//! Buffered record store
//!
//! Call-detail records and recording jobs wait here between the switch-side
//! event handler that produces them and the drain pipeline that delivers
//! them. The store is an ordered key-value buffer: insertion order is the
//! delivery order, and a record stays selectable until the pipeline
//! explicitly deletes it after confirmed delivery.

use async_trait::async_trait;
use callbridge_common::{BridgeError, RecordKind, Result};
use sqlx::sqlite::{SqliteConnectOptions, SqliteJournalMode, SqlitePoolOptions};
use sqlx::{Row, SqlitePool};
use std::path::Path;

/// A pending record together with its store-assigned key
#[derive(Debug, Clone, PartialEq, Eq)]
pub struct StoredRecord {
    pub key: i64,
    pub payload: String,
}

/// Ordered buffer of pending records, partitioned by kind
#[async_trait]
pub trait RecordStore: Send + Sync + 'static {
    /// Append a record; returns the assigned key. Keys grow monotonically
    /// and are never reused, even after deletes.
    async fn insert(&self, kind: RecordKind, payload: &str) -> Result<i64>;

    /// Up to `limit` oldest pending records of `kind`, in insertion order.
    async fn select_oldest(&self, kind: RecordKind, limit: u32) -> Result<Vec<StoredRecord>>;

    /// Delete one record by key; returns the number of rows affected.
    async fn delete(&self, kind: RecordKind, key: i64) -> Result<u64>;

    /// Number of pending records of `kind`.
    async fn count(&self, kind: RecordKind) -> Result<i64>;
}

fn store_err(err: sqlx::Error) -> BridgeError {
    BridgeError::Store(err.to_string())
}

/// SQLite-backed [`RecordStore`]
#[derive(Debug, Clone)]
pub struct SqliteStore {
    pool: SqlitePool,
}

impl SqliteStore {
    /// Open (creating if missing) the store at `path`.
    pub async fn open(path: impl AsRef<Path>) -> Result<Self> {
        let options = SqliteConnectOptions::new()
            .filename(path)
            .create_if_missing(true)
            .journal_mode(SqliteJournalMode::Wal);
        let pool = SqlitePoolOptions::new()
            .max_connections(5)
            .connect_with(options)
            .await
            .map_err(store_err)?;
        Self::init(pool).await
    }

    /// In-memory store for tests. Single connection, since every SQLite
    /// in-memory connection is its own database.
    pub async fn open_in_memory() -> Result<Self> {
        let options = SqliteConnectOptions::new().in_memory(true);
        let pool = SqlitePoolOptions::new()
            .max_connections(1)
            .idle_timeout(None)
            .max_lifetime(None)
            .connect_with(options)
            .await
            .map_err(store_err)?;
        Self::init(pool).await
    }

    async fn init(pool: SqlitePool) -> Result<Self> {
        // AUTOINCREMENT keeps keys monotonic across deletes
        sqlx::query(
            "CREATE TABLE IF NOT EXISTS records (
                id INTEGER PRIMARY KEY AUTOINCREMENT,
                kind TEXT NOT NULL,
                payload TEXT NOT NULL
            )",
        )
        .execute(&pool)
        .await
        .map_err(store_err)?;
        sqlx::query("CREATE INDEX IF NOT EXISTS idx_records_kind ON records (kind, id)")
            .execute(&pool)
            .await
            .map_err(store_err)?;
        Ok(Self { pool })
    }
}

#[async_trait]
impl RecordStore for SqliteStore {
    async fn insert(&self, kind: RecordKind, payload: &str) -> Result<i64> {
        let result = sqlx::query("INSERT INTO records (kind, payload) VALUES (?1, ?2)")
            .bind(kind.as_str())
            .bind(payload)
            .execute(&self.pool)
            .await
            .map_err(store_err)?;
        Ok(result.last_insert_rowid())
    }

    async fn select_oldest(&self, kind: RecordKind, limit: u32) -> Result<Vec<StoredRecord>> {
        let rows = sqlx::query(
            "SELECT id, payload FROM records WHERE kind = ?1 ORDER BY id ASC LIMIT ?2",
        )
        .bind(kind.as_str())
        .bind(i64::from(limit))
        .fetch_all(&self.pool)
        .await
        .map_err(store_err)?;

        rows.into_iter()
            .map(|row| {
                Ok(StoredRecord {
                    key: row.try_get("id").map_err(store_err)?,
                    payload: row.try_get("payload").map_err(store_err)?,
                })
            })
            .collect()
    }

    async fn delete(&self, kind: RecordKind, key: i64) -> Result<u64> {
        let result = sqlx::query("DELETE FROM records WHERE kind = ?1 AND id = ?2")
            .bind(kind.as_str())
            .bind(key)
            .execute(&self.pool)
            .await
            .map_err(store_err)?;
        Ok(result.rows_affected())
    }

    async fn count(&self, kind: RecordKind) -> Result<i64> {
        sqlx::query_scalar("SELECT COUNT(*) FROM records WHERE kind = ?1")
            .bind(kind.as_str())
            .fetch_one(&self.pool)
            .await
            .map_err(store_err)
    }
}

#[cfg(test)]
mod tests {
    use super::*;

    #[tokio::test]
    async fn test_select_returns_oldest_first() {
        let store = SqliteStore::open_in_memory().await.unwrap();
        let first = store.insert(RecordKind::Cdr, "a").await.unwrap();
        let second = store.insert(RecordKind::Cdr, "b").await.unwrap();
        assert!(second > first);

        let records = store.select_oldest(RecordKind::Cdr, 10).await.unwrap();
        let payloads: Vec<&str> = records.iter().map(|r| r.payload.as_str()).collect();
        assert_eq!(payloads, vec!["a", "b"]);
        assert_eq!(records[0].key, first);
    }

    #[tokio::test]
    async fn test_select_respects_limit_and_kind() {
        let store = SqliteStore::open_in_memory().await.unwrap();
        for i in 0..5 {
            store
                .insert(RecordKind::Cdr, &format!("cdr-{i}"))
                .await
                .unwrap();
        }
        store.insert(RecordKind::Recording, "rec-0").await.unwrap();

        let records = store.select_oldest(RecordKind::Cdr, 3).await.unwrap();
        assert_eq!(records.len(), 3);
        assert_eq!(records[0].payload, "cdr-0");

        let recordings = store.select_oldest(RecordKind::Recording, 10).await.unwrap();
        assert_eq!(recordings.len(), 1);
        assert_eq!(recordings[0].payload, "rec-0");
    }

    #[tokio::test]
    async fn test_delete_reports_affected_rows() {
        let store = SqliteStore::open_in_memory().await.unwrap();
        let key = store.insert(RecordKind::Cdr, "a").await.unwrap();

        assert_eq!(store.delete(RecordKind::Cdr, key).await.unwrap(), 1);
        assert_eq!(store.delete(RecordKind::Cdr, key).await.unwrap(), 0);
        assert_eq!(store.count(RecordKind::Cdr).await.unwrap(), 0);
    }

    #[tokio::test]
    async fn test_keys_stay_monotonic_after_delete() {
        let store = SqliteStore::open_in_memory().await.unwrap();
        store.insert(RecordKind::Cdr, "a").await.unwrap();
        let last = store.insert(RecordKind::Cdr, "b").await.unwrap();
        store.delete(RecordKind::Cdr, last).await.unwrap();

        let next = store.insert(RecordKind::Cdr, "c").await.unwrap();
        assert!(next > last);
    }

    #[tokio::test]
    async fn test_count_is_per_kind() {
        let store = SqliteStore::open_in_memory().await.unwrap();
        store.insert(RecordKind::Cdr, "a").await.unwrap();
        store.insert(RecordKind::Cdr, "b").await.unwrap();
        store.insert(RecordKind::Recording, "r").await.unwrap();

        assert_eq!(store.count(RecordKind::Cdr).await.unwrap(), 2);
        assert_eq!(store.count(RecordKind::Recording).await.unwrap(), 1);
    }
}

──────────

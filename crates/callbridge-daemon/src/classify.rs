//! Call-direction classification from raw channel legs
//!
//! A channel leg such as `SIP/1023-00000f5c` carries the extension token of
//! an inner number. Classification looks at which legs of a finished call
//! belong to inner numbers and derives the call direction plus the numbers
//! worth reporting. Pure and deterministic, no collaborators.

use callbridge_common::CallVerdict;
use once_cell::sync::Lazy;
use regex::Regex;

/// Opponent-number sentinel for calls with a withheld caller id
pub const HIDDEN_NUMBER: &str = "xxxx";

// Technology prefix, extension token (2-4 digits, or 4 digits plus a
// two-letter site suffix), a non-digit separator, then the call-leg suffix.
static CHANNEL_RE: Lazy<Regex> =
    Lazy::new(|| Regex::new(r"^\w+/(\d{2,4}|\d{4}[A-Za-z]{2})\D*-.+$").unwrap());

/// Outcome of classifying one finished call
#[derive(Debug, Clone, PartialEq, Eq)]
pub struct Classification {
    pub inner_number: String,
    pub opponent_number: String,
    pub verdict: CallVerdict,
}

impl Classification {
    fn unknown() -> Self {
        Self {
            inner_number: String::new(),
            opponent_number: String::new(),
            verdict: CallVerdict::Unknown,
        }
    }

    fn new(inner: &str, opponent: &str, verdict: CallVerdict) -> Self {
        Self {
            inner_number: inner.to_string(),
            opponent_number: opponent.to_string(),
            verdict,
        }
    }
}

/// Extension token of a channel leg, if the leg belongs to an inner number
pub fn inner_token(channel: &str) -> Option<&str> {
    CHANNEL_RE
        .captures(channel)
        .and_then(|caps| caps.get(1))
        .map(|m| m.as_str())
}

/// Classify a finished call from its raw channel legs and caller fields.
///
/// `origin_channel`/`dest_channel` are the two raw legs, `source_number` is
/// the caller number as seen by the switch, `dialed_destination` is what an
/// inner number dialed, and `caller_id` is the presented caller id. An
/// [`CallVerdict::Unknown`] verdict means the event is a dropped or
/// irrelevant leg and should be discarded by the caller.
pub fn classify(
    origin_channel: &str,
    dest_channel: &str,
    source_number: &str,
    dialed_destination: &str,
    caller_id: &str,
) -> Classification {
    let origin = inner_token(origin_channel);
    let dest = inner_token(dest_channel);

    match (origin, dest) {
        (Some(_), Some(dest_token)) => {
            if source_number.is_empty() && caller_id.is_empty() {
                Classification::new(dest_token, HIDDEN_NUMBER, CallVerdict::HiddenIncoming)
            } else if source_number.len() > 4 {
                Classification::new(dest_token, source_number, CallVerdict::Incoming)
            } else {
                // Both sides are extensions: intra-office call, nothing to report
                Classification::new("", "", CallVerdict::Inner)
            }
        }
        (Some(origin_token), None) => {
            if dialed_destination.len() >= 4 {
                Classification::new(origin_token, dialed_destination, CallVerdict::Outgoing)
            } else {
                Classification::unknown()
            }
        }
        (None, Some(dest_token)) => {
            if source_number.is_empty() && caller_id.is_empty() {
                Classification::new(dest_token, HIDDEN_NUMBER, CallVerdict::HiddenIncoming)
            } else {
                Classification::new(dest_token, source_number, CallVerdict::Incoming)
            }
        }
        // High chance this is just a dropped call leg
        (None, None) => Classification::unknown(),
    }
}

──────────

Problem description: In the entries above, restate word for word the lines between the one holding "Buffered record store" and the one holding "u32) -> Result<Vec<StoredRecord>>;", inclusive, and nothing besides.

Written solution:
//! Buffered record store
//!
//! Call-detail records and recording jobs wait here between the switch-side
//! event handler that produces them and the drain pipeline that delivers
//! them. The store is an ordered key-value buffer: insertion order is the
//! delivery order, and a record stays selectable until the pipeline
//! explicitly deletes it after confirmed delivery.

use async_trait::async_trait;
use callbridge_common::{BridgeError, RecordKind, Result};
use sqlx::sqlite::{SqliteConnectOptions, SqliteJournalMode, SqlitePoolOptions};
use sqlx::{Row, SqlitePool};
use std::path::Path;

/// A pending record together with its store-assigned key
#[derive(Debug, Clone, PartialEq, Eq)]
pub struct StoredRecord {
    pub key: i64,
    pub payload: String,
}

/// Ordered buffer of pending records, partitioned by kind
#[async_trait]
pub trait RecordStore: Send + Sync + 'static {
    /// Append a record; returns the assigned key. Keys grow monotonically
    /// and are never reused, even after deletes.
    async fn insert(&self, kind: RecordKind, payload: &str) -> Result<i64>;

    /// Up to `limit` oldest pending records of `kind`, in insertion order.
    async fn select_oldest(&self, kind: RecordKind, limit: u32) -> Result<Vec<StoredRecord>>;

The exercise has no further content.